Items listed in a dataset
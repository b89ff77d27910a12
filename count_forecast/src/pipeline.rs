//! End-to-end run: validate, select, project

use crate::config::PipelineConfig;
use crate::data::{GroundTruthTable, TimeSeries};
use crate::error::{ForecastError, Result};
use crate::metrics::ModelScore;
use crate::models::ModelVariant;
use crate::projection::{Projection, ProjectionEngine};
use crate::selection::{ModelSelector, SelectionResult};
use crate::validation::{ModelFailure, ValidationEngine};

/// Everything one pipeline run produces
#[derive(Debug, Clone)]
pub struct PipelineOutcome {
    /// Entity the training series describes
    pub series_name: String,
    /// Last year of the training window
    pub last_training_year: i32,
    /// Years scored during validation
    pub validation_periods: Vec<i32>,
    /// Scores of the models that passed validation, in registration order
    pub scores: Vec<ModelScore>,
    /// Models excluded during validation
    pub failures: Vec<ModelFailure>,
    /// Winner and runner-up
    pub selection: SelectionResult,
    /// Future path of the winner
    pub projection: Projection,
}

/// Validation-based model selection and projection for one series
#[derive(Debug, Clone)]
pub struct ForecastPipeline {
    config: PipelineConfig,
    models: Vec<ModelVariant>,
}

impl ForecastPipeline {
    /// Pipeline over the default registry: Holt-Winters, then ARIMA
    pub fn new(config: PipelineConfig) -> Result<Self> {
        config.validate()?;
        let models = ModelVariant::registry(&config)?;
        Ok(Self { config, models })
    }

    /// Pipeline over an explicit registry; order decides ties
    pub fn with_models(config: PipelineConfig, models: Vec<ModelVariant>) -> Result<Self> {
        config.validate()?;
        if models.is_empty() {
            return Err(ForecastError::ConfigurationError(
                "At least one model must be registered".to_string(),
            ));
        }
        Ok(Self { config, models })
    }

    /// Settings in use
    pub fn config(&self) -> &PipelineConfig {
        &self.config
    }

    /// Registered models
    pub fn models(&self) -> &[ModelVariant] {
        &self.models
    }

    /// Validation years following the end of `training`
    pub fn validation_periods(&self, training: &TimeSeries) -> Result<Vec<i32>> {
        training.future_years(self.config.validation_years)
    }

    /// Run the pipeline on a training window ending right before the validation years
    pub fn run(
        &self,
        training: &TimeSeries,
        ground_truth: &GroundTruthTable,
    ) -> Result<PipelineOutcome> {
        let last_training_year = training.last_year().ok_or_else(|| {
            ForecastError::DataError("Training series is empty".to_string())
        })?;
        let periods = self.validation_periods(training)?;

        tracing::info!(
            series = training.name(),
            observations = training.len(),
            first = ?training.first_year(),
            last = last_training_year,
            validation = ?periods,
            "starting pipeline"
        );

        let report = ValidationEngine::new(self.models.clone(), self.config.future_horizon)
            .with_interval_level(self.config.interval_level)
            .with_fit_timeout(self.config.fit_timeout())
            .validate(training, ground_truth, &periods)?;

        let selection = ModelSelector::new().select(&report)?;
        let projection = ProjectionEngine::new(self.config.interval_level).project(
            &selection,
            last_training_year,
            self.config.future_horizon,
        )?;

        Ok(PipelineOutcome {
            series_name: training.name().to_string(),
            last_training_year,
            validation_periods: periods,
            scores: report.scores(),
            failures: report.failures,
            selection,
            projection,
        })
    }
}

Instructions for the task :: Look through the entries above and copy each line that has "ModelVariant" in it.

Result of this exercise ::
use crate::models::ModelVariant;
    models: Vec<ModelVariant>,
        let models = ModelVariant::registry(&config)?;
    pub fn with_models(config: PipelineConfig, models: Vec<ModelVariant>) -> Result<Self> {
    pub fn models(&self) -> &[ModelVariant] {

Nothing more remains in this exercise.